* _INSTRUCTIONS TO FOLLOW_:
From the entries, copy each line that includes "SchemaBuildError".

* _DATA PROVIDED_:
//! Boolean schema validation.

use stillwater::Validation;

use crate::context::{Context, Options};
use crate::error::{Meta, ValidationError};
use crate::rule::{Rule, Ruleset};
use crate::value::Value;

use super::traits::{run_root, AnySchema, FieldKind, Presence, PresencePolicy};

/// A schema for validating boolean values.
///
/// # Example
///
/// ```rust
/// use assay::{AnySchema, Options, Schema, Value};
///
/// let accepted_terms = Schema::boolean().required().eq(true);
///
/// assert!(accepted_terms.validate_any(&Value::from(true), Options::default()).is_success());
/// assert!(accepted_terms.validate_any(&Value::from(false), Options::default()).is_failure());
/// ```
#[derive(Clone, Debug)]
pub struct BoolSchema {
    presence: PresencePolicy,
    rules: Ruleset<bool>,
}

impl BoolSchema {
    pub fn new() -> Self {
        Self {
            presence: PresencePolicy::new(FieldKind::Bool),
            rules: Ruleset::new(),
        }
    }

    pub fn required(mut self) -> Self {
        self.presence.set_required();
        self
    }

    pub fn non_nullable(mut self) -> Self {
        self.presence.set_non_nullable();
        self
    }

    pub fn default(mut self, value: bool) -> Self {
        self.presence.set_default(Value::Bool(value));
        self
    }

    /// Requires the value to equal `expected`.
    pub fn eq(mut self, expected: bool) -> Self {
        self.rules.push(Rule::predicate(
            "eq",
            "bool.eq",
            "must be equal",
            move |b: &bool| {
                if *b == expected {
                    Ok(())
                } else {
                    Err(Meta::new().with("expected", expected).with("actual", *b))
                }
            },
        ));
        self
    }

    pub fn rule(mut self, rule: Rule<bool>) -> Self {
        self.rules.push(rule);
        self
    }

    /// Sets a custom message for the most recent rule, or the type message
    /// when no rule exists yet.
    pub fn error(mut self, message: impl Into<String>) -> Self {
        let message = message.into();
        if self.rules.is_empty() {
            self.presence.set_type_message(message);
        } else {
            self.rules.set_last_message(message);
        }
        self
    }

    /// Validates a native boolean.
    pub fn validate(&self, input: bool) -> Validation<bool, ValidationError> {
        self.validate_any(&Value::Bool(input), Options::default())
            .map(|value| value.as_bool().unwrap_or(input))
    }

    pub(crate) fn check(&self, value: &Value, ctx: &Context) -> Value {
        let value = match self.presence.resolve(value, ctx) {
            Presence::Present(value) => value,
            Presence::Done(value) => return value,
        };
        let Some(b) = value.as_bool() else {
            self.presence.type_mismatch(&value, ctx);
            return value.into_owned();
        };
        let (b, _) = self.rules.run(b, ctx);
        Value::Bool(b)
    }
}

impl Default for BoolSchema {
    fn default() -> Self {
        Self::new()
    }
}

impl AnySchema for BoolSchema {
    fn validate_any(&self, value: &Value, options: Options) -> Validation<Value, ValidationError> {
        run_root(value, options, |value, ctx| self.check(value, ctx))
    }

    fn kind(&self) -> FieldKind {
        FieldKind::Bool
    }

    fn is_nullable(&self) -> bool {
        self.presence.is_nullable()
    }
}
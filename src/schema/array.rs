//! Array schema validation.
//!
//! This module provides [`ArraySchema`] for validating arrays with an item
//! schema, length constraints, and uniqueness requirements.

use std::collections::HashMap;
use std::fmt;
use std::sync::Arc;

use stillwater::Validation;

use crate::context::{Context, Options};
use crate::error::{Meta, SchemaBuildError, ValidationError};
use crate::rule::Ruleset;
use crate::value::Value;

use super::count::{count_rule, CountOp};
use super::traits::{report_invalid, run_root, AnySchema, FieldKind, Presence, PresencePolicy};

#[derive(Debug, Clone, Copy, PartialEq, Eq)]
enum Stage {
    Length,
    Unique,
}

/// A schema for validating arrays.
///
/// Length rules run first; when any of them fails the items are not
/// validated. Each item is then validated with the item schema and its
/// issues are re-rooted under `[index]`.
///
/// # Example
///
/// ```rust
/// use assay::{AnySchema, Options, Schema, Value};
/// use serde_json::json;
///
/// let schema = Schema::array()
///     .items(Schema::object().field("name", Schema::text().required()))
///     .min(1);
///
/// let input = Value::from(json!([{"name": "a"}, {"name": "b"}, {}]));
/// let errors = schema
///     .validate_any(&input, Options::default())
///     .into_result()
///     .unwrap_err();
///
/// assert_eq!(errors.paths(), vec!["[2].name"]);
/// ```
#[derive(Clone)]
pub struct ArraySchema {
    presence: PresencePolicy,
    items: Option<Arc<dyn AnySchema>>,
    length: Ruleset<usize>,
    unique: Option<String>,
    last: Option<Stage>,
}

impl ArraySchema {
    /// Creates a new, optional array schema accepting items of any kind.
    pub fn new() -> Self {
        Self {
            presence: PresencePolicy::new(FieldKind::Array),
            items: None,
            length: Ruleset::new(),
            unique: None,
            last: None,
        }
    }

    /// Validates every item with `schema`.
    pub fn items<S: AnySchema + 'static>(mut self, schema: S) -> Self {
        self.items = Some(Arc::new(schema));
        self
    }

    pub fn required(mut self) -> Self {
        self.presence.set_required();
        self
    }

    pub fn non_nullable(mut self) -> Self {
        self.presence.set_non_nullable();
        self
    }

    /// Substitutes `items` for a missing input.
    pub fn default(mut self, items: Vec<Value>) -> Self {
        self.presence.set_default(Value::Array(items));
        self
    }

    /// Requires at least `min` items.
    pub fn min(self, min: usize) -> Self {
        self.count(CountOp::Min, min)
    }

    /// Requires at most `max` items.
    pub fn max(self, max: usize) -> Self {
        self.count(CountOp::Max, max)
    }

    /// Requires exactly `len` items.
    pub fn len(self, len: usize) -> Self {
        self.count(CountOp::Len, len)
    }

    pub fn eq(self, count: usize) -> Self {
        self.count(CountOp::Eq, count)
    }

    pub fn ne(self, count: usize) -> Self {
        self.count(CountOp::Ne, count)
    }

    pub fn gt(self, count: usize) -> Self {
        self.count(CountOp::Gt, count)
    }

    pub fn gte(self, count: usize) -> Self {
        self.count(CountOp::Gte, count)
    }

    pub fn lt(self, count: usize) -> Self {
        self.count(CountOp::Lt, count)
    }

    pub fn lte(self, count: usize) -> Self {
        self.count(CountOp::Lte, count)
    }

    /// Requires all items to be distinct.
    ///
    /// Each repeated item is reported as `array.unique` with its `index` and
    /// the index it duplicates.
    pub fn unique(mut self) -> Self {
        self.unique = Some("duplicate item".to_string());
        self.last = Some(Stage::Unique);
        self
    }

    /// Sets a custom message for the most recent rule, or the type message
    /// when no rule exists yet.
    pub fn error(mut self, message: impl Into<String>) -> Self {
        let message = message.into();
        match self.last {
            Some(Stage::Length) => {
                self.length.set_last_message(message);
            }
            Some(Stage::Unique) => self.unique = Some(message),
            None => self.presence.set_type_message(message),
        }
        self
    }

    /// Validates a native slice of values.
    pub fn validate(&self, input: &[Value]) -> Validation<Vec<Value>, ValidationError> {
        self.validate_any(&Value::Array(input.to_vec()), Options::default())
            .map(|value| match value {
                Value::Array(items) => items,
                _ => input.to_vec(),
            })
    }

    fn count(mut self, op: CountOp, bound: usize) -> Self {
        self.length.push(count_rule(FieldKind::Array, op, bound));
        self.last = Some(Stage::Length);
        self
    }

    pub(crate) fn check(&self, value: &Value, ctx: &Context) -> Value {
        if let Some(error) = self.construction_error() {
            report_invalid(error, ctx);
            return value.clone();
        }
        let value = match self.presence.resolve(value, ctx) {
            Presence::Present(value) => value,
            Presence::Done(value) => return value,
        };
        let Some(items) = value.as_array() else {
            self.presence.type_mismatch(&value, ctx);
            return value.into_owned();
        };

        let before = ctx.issue_count();
        self.length.run(items.len(), ctx);
        if ctx.issue_count() > before {
            return value.into_owned();
        }

        let mut out = Vec::with_capacity(items.len());
        for (index, item) in items.iter().enumerate() {
            let Some(schema) = &self.items else {
                out.push(item.clone());
                continue;
            };
            match schema.validate_any(item, ctx.options()) {
                Validation::Success(validated) => out.push(validated),
                Validation::Failure(error) => {
                    tracing::trace!(index, issues = error.len(), "array item rejected");
                    ctx.absorb(error, index);
                    out.push(item.clone());
                    if ctx.should_stop() {
                        return Value::Array(out);
                    }
                }
            }
        }

        if let Some(message) = &self.unique {
            for (index, duplicate_of) in find_duplicates(&out) {
                let stop = ctx.add_issue_with_meta(
                    "array.unique",
                    message.clone(),
                    Meta::new()
                        .with("index", index)
                        .with("duplicate_of", duplicate_of),
                );
                if stop {
                    break;
                }
            }
        }

        Value::Array(out)
    }
}

/// Returns `(index, first_index)` for every item equal to an earlier one.
///
/// Items are compared through their JSON rendering, so `1` and `1.0` differ.
fn find_duplicates(items: &[Value]) -> Vec<(usize, usize)> {
    let mut seen: HashMap<String, usize> = HashMap::new();
    let mut duplicates = Vec::new();
    for (index, item) in items.iter().enumerate() {
        let key = item.to_json().to_string();
        match seen.get(&key) {
            Some(&first) => duplicates.push((index, first)),
            None => {
                seen.insert(key, index);
            }
        }
    }
    duplicates
}

impl Default for ArraySchema {
    fn default() -> Self {
        Self::new()
    }
}

impl fmt::Debug for ArraySchema {
    fn fmt(&self, f: &mut fmt::Formatter<'_>) -> fmt::Result {
        f.debug_struct("ArraySchema")
            .field("presence", &self.presence)
            .field("items", &self.items.as_ref().map(|s| s.kind()))
            .field("length", &self.length)
            .field("unique", &self.unique.is_some())
            .finish()
    }
}

impl AnySchema for ArraySchema {
    fn validate_any(&self, value: &Value, options: Options) -> Validation<Value, ValidationError> {
        run_root(value, options, |value, ctx| self.check(value, ctx))
    }

    fn kind(&self) -> FieldKind {
        FieldKind::Array
    }

    fn is_nullable(&self) -> bool {
        self.presence.is_nullable()
    }

    /// The item schema's construction error, if any.
    fn construction_error(&self) -> Option<&SchemaBuildError> {
        self.items.as_ref().and_then(|items| items.construction_error())
    }
}
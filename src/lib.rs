//! # Assay
//!
//! A structural validation engine that reports every issue with the exact
//! path where it occurred, rather than stopping at the first failure.
//!
//! ## Overview
//!
//! Input is decoded into a [`Value`] tree and checked against a schema built
//! with the [`Schema`] factories. A successful run returns the validated
//! value (with defaults applied and transforms run); a failed run returns a
//! [`ValidationError`] holding a non-empty list of [`Issue`]s. Results use
//! stillwater's `Validation` type for applicative error accumulation.
//!
//! ## Core Types
//!
//! - [`Value`]: the tagged input tree, with `Missing` distinct from `Null`
//! - [`Issue`]: one failure with its path, code, message and metadata
//! - [`ValidationError`]: a non-empty collection of issues
//! - [`Rule`]: a named check or transform over a native value
//! - [`Schema`]: entry point for creating validation schemas
//!
//! ## Example
//!
//! ```rust
//! use assay::{AnySchema, Options, Schema, Value};
//! use serde_json::json;
//!
//! let schema = Schema::object()
//!     .field("email", Schema::text().required().email())
//!     .field("tags", Schema::array().items(Schema::text().min(2)).max(3));
//!
//! let input = Value::from(json!({"email": "nope", "tags": ["ok", "x"]}));
//! let errors = schema
//!     .validate_any(&input, Options::default())
//!     .into_result()
//!     .unwrap_err();
//!
//! assert_eq!(errors.paths(), vec!["email", "tags[1]"]);
//! assert_eq!(errors.codes(), vec!["text.email", "text.min"]);
//! ```

pub mod context;
pub mod error;
pub mod path;
pub mod rule;
pub mod schema;
pub mod value;

pub use context::{Context, Options};
pub use error::{Issue, IssueList, Meta, MetaValue, SchemaBuildError, ValidationError};
pub use path::{FieldPath, PathSegment};
pub use rule::{Rule, Ruleset, Verdict};
pub use schema::{
    AdditionalPropertiesSetting, AnySchema, ArraySchema, BoolSchema, ConditionOp, Dynamic,
    FieldKind, FieldSpec, FieldView, NumberError, NumberSchema, Numeric, ObjectSchema,
    RecordSchema, Schema, Shape, TextSchema,
};
pub use value::{Number, Value};

/// Type alias for validation results carrying a [`ValidationError`].
pub type ValidationResult<T> = stillwater::Validation<T, ValidationError>;
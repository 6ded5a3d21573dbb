//! Error types for validation and schema construction.
//!
//! Validation failures are accumulated as [`Issue`]s and returned together as a
//! [`ValidationError`]. Problems with the schema itself are reported as
//! [`SchemaBuildError`].

mod build;
mod issue;

pub use build::SchemaBuildError;
pub use issue::{Issue, IssueList, Meta, MetaValue, ValidationError};
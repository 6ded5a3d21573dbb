//! Schema definitions for validation.
//!
//! This module provides one schema type per value kind. Each schema validates
//! a [`Value`](crate::Value), accumulating every issue rather than stopping
//! at the first failure unless [`Options`](crate::Options) asks it to.
//!
//! # Example
//!
//! ```rust
//! use assay::{AnySchema, Options, Schema, Value};
//!
//! let schema = Schema::text().min(1).max(100);
//!
//! let result = schema.validate_any(&Value::from("hello"), Options::default());
//! assert!(result.is_success());
//! ```

mod array;
mod boolean;
mod count;
mod format;
mod numeric;
mod object;
mod record;
mod text;
pub(crate) mod traits;

pub use array::ArraySchema;
pub use boolean::BoolSchema;
pub use numeric::{NumberError, NumberSchema, Numeric};
pub use object::{
    AdditionalPropertiesSetting, ConditionOp, Dynamic, FieldSpec, FieldView, ObjectSchema, Shape,
};
pub use record::RecordSchema;
pub use text::TextSchema;
pub use traits::{AnySchema, FieldKind};

/// Entry point for creating validation schemas.
///
/// `Schema` provides one factory per value kind. Each schema supports
/// constraints through a builder pattern, and every builder returns a new
/// schema that can be shared across threads once built.
///
/// # Example
///
/// ```rust
/// use assay::Schema;
///
/// let name = Schema::text().required().min(1).max(100);
/// let age = Schema::number::<u8>().max(150);
/// let tags = Schema::array().items(Schema::text()).unique();
/// ```
pub struct Schema;

impl Schema {
    /// Creates a new text schema.
    ///
    /// # Example
    ///
    /// ```rust
    /// use assay::{AnySchema, Options, Schema, Value};
    ///
    /// let schema = Schema::text().min(5);
    ///
    /// assert!(schema.validate_any(&Value::from("hello"), Options::default()).is_success());
    /// assert!(schema.validate_any(&Value::from("hi"), Options::default()).is_failure());
    /// ```
    pub fn text() -> TextSchema {
        TextSchema::new()
    }

    /// Creates a new number schema for the target type `N`.
    ///
    /// Integer targets reject fractional values and values outside the
    /// target's range.
    ///
    /// # Example
    ///
    /// ```rust
    /// use assay::{AnySchema, Options, Schema, Value};
    ///
    /// let schema = Schema::number::<i32>().min(0).max(100);
    ///
    /// assert!(schema.validate_any(&Value::from(50), Options::default()).is_success());
    /// assert!(schema.validate_any(&Value::from(-5), Options::default()).is_failure());
    /// assert!(schema.validate_any(&Value::from(1.5), Options::default()).is_failure());
    /// ```
    pub fn number<N: Numeric>() -> NumberSchema<N> {
        NumberSchema::new()
    }

    /// Creates a new boolean schema.
    pub fn boolean() -> BoolSchema {
        BoolSchema::new()
    }

    /// Creates a new array schema.
    ///
    /// ```rust
    /// use assay::{AnySchema, Options, Schema, Value};
    /// use serde_json::json;
    ///
    /// let schema = Schema::array().items(Schema::number::<i64>()).min(1);
    /// let errors = schema
    ///     .validate_any(&Value::from(json!([1, "two"])), Options::default())
    ///     .into_result()
    ///     .unwrap_err();
    /// assert_eq!(errors.paths(), vec!["[1]"]);
    /// ```
    pub fn array() -> ArraySchema {
        ArraySchema::new()
    }

    /// Creates a new record schema for maps with arbitrary keys.
    pub fn record() -> RecordSchema {
        RecordSchema::new()
    }

    /// Creates a new object schema accepting any field declaration.
    ///
    /// # Example
    ///
    /// ```rust
    /// use assay::{AnySchema, Options, Schema, Value};
    /// use serde_json::json;
    ///
    /// let schema = Schema::object()
    ///     .field("name", Schema::text().required().min(1))
    ///     .field("age", Schema::number::<u32>().positive())
    ///     .field("role", Schema::text().default("user"))
    ///     .additional_properties(false);
    ///
    /// let result = schema.validate_any(
    ///     &Value::from(json!({"name": "Alice", "age": 30})),
    ///     Options::default(),
    /// );
    /// assert_eq!(
    ///     result.into_result().unwrap().to_json(),
    ///     json!({"name": "Alice", "age": 30, "role": "user"})
    /// );
    ///
    /// let result = schema.validate_any(&Value::from(json!({"age": 30})), Options::default());
    /// assert!(result.is_failure());
    /// ```
    pub fn object() -> ObjectSchema {
        ObjectSchema::new()
    }

    /// Creates a new object schema whose fields must match the shape of `T`.
    pub fn object_of<T: Shape>() -> ObjectSchema<T> {
        ObjectSchema::new()
    }
}
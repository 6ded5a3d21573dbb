//! Static field tables for native types.
//!
//! A [`Shape`] lists the keys and kinds of a native struct so an
//! [`ObjectSchema`](super::ObjectSchema) can reject field declarations that do
//! not fit it while the schema is being built.

use crate::schema::traits::FieldKind;

/// One entry of a [`Shape`] table.
#[derive(Debug, Clone, Copy, PartialEq, Eq)]
pub struct FieldSpec {
    pub key: &'static str,
    pub kind: FieldKind,
}

impl FieldSpec {
    pub const fn new(key: &'static str, kind: FieldKind) -> Self {
        Self { key, kind }
    }
}

/// The declared fields of a native type.
///
/// Implement it with the [`shape!`](crate::shape) macro:
///
/// ```rust
/// use assay::{shape, Schema, AnySchema};
///
/// struct Signup {
///     email: String,
///     age: u8,
/// }
///
/// shape!(Signup {
///     "email": Text,
///     "age": Number,
/// });
///
/// let schema = Schema::object_of::<Signup>()
///     .field("email", Schema::text().email())
///     .field("age", Schema::text());
/// assert!(schema.construction_error().is_some());
/// ```
pub trait Shape {
    /// Every declared field. An empty table disables shape checks.
    const FIELDS: &'static [FieldSpec];

    /// Looks up the declaration of `key`.
    fn spec(key: &str) -> Option<&'static FieldSpec> {
        Self::FIELDS.iter().find(|spec| spec.key == key)
    }
}

/// The shape of an untyped object: no declared fields, no checks.
#[derive(Debug, Clone, Copy, Default)]
pub struct Dynamic;

impl Shape for Dynamic {
    const FIELDS: &'static [FieldSpec] = &[];
}

/// Implements [`Shape`] for a type from a table of `"key": Kind` entries.
///
/// `Kind` is a [`FieldKind`] variant name.
#[macro_export]
macro_rules! shape {
    ($ty:ty { $($key:literal : $kind:ident),* $(,)? }) => {
        impl $crate::Shape for $ty {
            const FIELDS: &'static [$crate::FieldSpec] = &[
                $($crate::FieldSpec::new($key, $crate::FieldKind::$kind)),*
            ];
        }
    };
}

* _ANSWER TO THIS TASK_:
use crate::error::{Meta, SchemaBuildError, ValidationError};
    fn construction_error(&self) -> Option<&SchemaBuildError> {
pub use error::{Issue, IssueList, Meta, MetaValue, SchemaBuildError, ValidationError};
//! [`SchemaBuildError`].
pub use build::SchemaBuildError;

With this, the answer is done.